> **What is being asked**: Nothing outside the stretch is wanted. Repeat exactly the lines of the listing below from the one that contains "fn dispatch(&self, element: &Element, event: SyntheticEvent)" through the one that contains "if let Ok(wheel)", both ends included.

> **Input material**:

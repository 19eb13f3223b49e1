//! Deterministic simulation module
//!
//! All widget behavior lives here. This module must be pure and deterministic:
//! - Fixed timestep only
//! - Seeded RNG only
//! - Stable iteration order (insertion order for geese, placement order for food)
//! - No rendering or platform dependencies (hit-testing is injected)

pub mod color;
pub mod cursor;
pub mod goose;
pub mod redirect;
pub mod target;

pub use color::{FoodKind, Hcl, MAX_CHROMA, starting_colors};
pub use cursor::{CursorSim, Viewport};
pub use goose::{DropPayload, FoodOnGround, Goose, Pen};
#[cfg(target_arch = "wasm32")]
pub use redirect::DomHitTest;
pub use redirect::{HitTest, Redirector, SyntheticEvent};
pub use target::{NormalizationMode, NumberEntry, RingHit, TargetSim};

...

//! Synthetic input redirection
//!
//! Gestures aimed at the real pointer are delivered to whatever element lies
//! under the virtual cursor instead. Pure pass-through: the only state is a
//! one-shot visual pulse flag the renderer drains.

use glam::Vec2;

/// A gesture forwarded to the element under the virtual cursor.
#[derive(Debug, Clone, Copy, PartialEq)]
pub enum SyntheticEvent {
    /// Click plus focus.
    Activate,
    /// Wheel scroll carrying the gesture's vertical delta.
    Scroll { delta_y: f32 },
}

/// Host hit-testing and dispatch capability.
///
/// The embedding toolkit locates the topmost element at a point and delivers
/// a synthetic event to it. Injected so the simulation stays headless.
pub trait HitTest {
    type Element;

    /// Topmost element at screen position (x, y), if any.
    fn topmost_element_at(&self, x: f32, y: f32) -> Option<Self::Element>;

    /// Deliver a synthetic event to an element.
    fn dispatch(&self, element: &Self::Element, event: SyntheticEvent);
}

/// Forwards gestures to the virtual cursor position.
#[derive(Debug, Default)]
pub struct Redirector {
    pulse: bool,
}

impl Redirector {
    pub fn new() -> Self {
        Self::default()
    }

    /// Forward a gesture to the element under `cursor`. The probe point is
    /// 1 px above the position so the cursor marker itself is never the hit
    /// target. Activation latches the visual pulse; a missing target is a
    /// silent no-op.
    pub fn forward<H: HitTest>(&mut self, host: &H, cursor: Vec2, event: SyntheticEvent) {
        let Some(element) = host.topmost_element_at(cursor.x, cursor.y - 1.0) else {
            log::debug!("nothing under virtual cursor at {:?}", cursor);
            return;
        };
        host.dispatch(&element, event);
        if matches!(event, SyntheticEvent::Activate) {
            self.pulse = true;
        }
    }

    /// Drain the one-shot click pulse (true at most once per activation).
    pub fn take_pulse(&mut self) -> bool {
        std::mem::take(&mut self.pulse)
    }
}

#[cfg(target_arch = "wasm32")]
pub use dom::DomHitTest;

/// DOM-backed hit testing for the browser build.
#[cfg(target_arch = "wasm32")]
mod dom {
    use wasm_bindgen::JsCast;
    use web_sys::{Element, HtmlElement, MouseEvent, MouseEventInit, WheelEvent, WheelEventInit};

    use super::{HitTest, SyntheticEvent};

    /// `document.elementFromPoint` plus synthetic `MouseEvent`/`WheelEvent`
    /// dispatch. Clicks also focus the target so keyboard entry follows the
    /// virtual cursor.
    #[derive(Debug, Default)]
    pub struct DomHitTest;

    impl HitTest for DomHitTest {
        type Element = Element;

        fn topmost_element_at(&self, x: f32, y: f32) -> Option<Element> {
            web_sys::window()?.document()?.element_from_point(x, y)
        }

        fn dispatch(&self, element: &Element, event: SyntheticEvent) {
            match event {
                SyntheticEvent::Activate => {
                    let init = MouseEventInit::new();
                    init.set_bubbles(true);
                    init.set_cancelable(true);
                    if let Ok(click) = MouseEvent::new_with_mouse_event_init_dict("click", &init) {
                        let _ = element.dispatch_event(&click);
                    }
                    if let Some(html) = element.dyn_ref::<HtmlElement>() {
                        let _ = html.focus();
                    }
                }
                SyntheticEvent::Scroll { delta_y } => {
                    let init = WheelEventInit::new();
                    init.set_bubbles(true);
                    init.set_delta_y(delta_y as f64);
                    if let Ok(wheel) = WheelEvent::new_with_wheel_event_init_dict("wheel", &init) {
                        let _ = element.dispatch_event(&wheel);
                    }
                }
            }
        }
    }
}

> **Written reply**:
        fn dispatch(&self, element: &Element, event: SyntheticEvent) {
            match event {
                SyntheticEvent::Activate => {
                    let init = MouseEventInit::new();
                    init.set_bubbles(true);
                    init.set_cancelable(true);
                    if let Ok(click) = MouseEvent::new_with_mouse_event_init_dict("click", &init) {
                        let _ = element.dispatch_event(&click);
                    }
                    if let Some(html) = element.dyn_ref::<HtmlElement>() {
                        let _ = html.focus();
                    }
                }
                SyntheticEvent::Scroll { delta_y } => {
                    let init = WheelEventInit::new();
                    init.set_bubbles(true);
                    init.set_delta_y(delta_y as f64);
                    if let Ok(wheel) = WheelEvent::new_with_wheel_event_init_dict("wheel", &init) {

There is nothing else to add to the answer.